Collected data:
_ _ _ _ _ _ _

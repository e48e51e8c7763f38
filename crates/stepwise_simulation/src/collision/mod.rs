//! Collision module
//!
//! Read-only collision world для kinematic resolver:
//! - filters: категории + симметричные collides-with маски
//! - shape: закрытый вариант формы агента {Capsule, Sphere, Box}
//! - query: контракт запросов (sweep / distance / ray) + hit records
//! - snapshot: per-tick snapshot collider'ов (parry narrow phase)

pub mod filters;
pub mod query;
pub mod shape;
pub mod snapshot;

// Re-export основных типов
pub use filters::CollisionFilter;
pub use query::{
    closest_by_fraction, smallest_distance, sort_by_fraction, trim_by_filter, CollisionQuery,
    DistanceHit, FilterLookup, QueryHit, RayHit, SweepHit,
};
pub use shape::AgentShape;
pub use snapshot::{CollisionSnapshot, SnapshotCollider};

#[cfg(test)]
mod query_tests;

_ _ _ _ _ _ _

• [What you should do]: Repeat word for word from the line holding "filename crates/stepwise_simulation/src/collision/mod.rs" down to the last line above, including both.

• [Answer space]:
filename crates/stepwise_simulation/src/collision/mod.rs
//! Collision module
//!
//! Read-only collision world для kinematic resolver:
//! - filters: категории + симметричные collides-with маски
//! - shape: закрытый вариант формы агента {Capsule, Sphere, Box}
//! - query: контракт запросов (sweep / distance / ray) + hit records
//! - snapshot: per-tick snapshot collider'ов (parry narrow phase)

pub mod filters;
pub mod query;
pub mod shape;
pub mod snapshot;

// Re-export основных типов
pub use filters::CollisionFilter;
pub use query::{
    closest_by_fraction, smallest_distance, sort_by_fraction, trim_by_filter, CollisionQuery,
    DistanceHit, FilterLookup, QueryHit, RayHit, SweepHit,
};
pub use shape::AgentShape;
pub use snapshot::{CollisionSnapshot, SnapshotCollider};

#[cfg(test)]
mod query_tests;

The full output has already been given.